The problem: Go through the lines below and count those that contain "body"; the number is all that should be returned.
☆ ☆ ☆
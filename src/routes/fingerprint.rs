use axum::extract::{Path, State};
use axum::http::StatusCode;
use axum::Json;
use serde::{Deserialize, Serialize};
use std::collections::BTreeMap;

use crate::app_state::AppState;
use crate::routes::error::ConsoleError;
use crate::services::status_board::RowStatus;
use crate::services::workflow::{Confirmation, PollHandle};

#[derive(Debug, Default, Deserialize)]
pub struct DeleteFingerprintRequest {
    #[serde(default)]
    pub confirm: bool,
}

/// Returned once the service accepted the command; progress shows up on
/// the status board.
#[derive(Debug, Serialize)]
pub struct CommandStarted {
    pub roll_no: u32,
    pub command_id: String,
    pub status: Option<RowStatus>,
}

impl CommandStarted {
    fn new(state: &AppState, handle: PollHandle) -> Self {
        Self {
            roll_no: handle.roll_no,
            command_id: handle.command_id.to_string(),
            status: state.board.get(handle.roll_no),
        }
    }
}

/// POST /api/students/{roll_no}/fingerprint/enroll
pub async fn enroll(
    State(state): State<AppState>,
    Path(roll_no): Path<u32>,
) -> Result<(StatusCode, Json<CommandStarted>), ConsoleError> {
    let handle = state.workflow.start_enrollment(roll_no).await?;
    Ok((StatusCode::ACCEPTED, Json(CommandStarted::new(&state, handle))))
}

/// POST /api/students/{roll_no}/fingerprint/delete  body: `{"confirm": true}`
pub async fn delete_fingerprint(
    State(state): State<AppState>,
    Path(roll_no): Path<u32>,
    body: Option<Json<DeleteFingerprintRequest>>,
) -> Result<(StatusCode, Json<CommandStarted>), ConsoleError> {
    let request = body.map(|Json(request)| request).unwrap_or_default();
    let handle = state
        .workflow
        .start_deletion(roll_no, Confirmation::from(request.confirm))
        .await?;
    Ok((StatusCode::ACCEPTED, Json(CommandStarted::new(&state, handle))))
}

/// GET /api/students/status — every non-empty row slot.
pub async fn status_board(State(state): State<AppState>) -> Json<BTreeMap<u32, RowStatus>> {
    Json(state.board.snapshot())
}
☆ ☆ ☆
Response to the task: 3